Data for this task Start Marker

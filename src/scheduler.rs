//! Converts mesh-dirty chunks into build jobs under a per-pass budget.

use std::sync::Arc;

use glim_blocks::BlockRegistry;
use glim_chunk::ChunkCoord;
use glim_mesh_cpu::LightMode;
use glim_runtime::{BuildJob, Runtime};
use hashbrown::HashMap;

use crate::store::{ChunkState, ChunkStore};

/// Stamps recorded at submission; kept until the result arrives so a chunk
/// never has two jobs in the pool at once.
#[derive(Copy, Clone, Debug)]
pub struct InflightJob {
    pub epoch: u64,
    pub rev: u64,
}

#[derive(Default)]
pub struct MeshScheduler {
    inflight: HashMap<ChunkCoord, InflightJob>,
}

impl MeshScheduler {
    pub fn new() -> Self {
        Self::default()
    }

    #[inline]
    pub fn is_inflight(&self, coord: ChunkCoord) -> bool {
        self.inflight.contains_key(&coord)
    }

    #[inline]
    pub fn inflight_len(&self) -> usize {
        self.inflight.len()
    }

    /// Called by the completion drain when a result for `coord` arrives,
    /// whatever its fate.
    pub fn complete(&mut self, coord: ChunkCoord) -> Option<InflightJob> {
        self.inflight.remove(&coord)
    }

    /// One submission pass: mesh-dirty chunks ordered by distance to the view
    /// center, at most `budget` submitted. Chunks refused by a saturated job
    /// queue stay dirty and are reconsidered next pass.
    pub fn schedule_pass(
        &mut self,
        store: &mut ChunkStore,
        runtime: &Runtime,
        reg: &Arc<BlockRegistry>,
        light_mode: LightMode,
        view_center: ChunkCoord,
        budget: usize,
    ) -> usize {
        let mut candidates: Vec<(i64, (i32, i32, i32))> = store
            .iter()
            .filter(|(coord, entry)| {
                entry.state == ChunkState::MeshDirty && !self.is_inflight(**coord)
            })
            .map(|(coord, _)| (view_center.distance_sq(*coord), (*coord).into()))
            .collect();
        // Nearest first; coordinate tie-break keeps passes deterministic.
        candidates.sort_unstable();

        let mut submitted = 0usize;
        for (_, coord) in candidates {
            if submitted >= budget {
                break;
            }
            let coord = ChunkCoord::from(coord);
            let Some(snapshot) = store.snapshot(coord) else {
                continue;
            };
            let job = BuildJob {
                coord,
                rev: snapshot.rev,
                epoch: snapshot.epoch,
                snapshot,
                reg: Arc::clone(reg),
                light_mode,
            };
            let (epoch, rev) = (job.epoch, job.rev);
            if !runtime.submit(job) {
                // Backpressure: the queue is full, defer the rest.
                log::debug!(
                    "job queue saturated after {submitted} submissions; deferring remaining dirty chunks"
                );
                break;
            }
            self.inflight.insert(coord, InflightJob { epoch, rev });
            if let Some(entry) = store.get_mut(coord) {
                entry.state = ChunkState::MeshPending;
            }
            submitted += 1;
        }
        submitted
    }
}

Data for this task End Marker

Of the lines above, extract only those from the line with "use glim_blocks::BlockRegistry;" to the line with "Called by the", both included, exactly as written.

• [Written solution]:
use glim_blocks::BlockRegistry;
use glim_chunk::ChunkCoord;
use glim_mesh_cpu::LightMode;
use glim_runtime::{BuildJob, Runtime};
use hashbrown::HashMap;

use crate::store::{ChunkState, ChunkStore};

/// Stamps recorded at submission; kept until the result arrives so a chunk
/// never has two jobs in the pool at once.
#[derive(Copy, Clone, Debug)]
pub struct InflightJob {
    pub epoch: u64,
    pub rev: u64,
}

#[derive(Default)]
pub struct MeshScheduler {
    inflight: HashMap<ChunkCoord, InflightJob>,
}

impl MeshScheduler {
    pub fn new() -> Self {
        Self::default()
    }

    #[inline]
    pub fn is_inflight(&self, coord: ChunkCoord) -> bool {
        self.inflight.contains_key(&coord)
    }

    #[inline]
    pub fn inflight_len(&self) -> usize {
        self.inflight.len()
    }

    /// Called by the completion drain when a result for `coord` arrives,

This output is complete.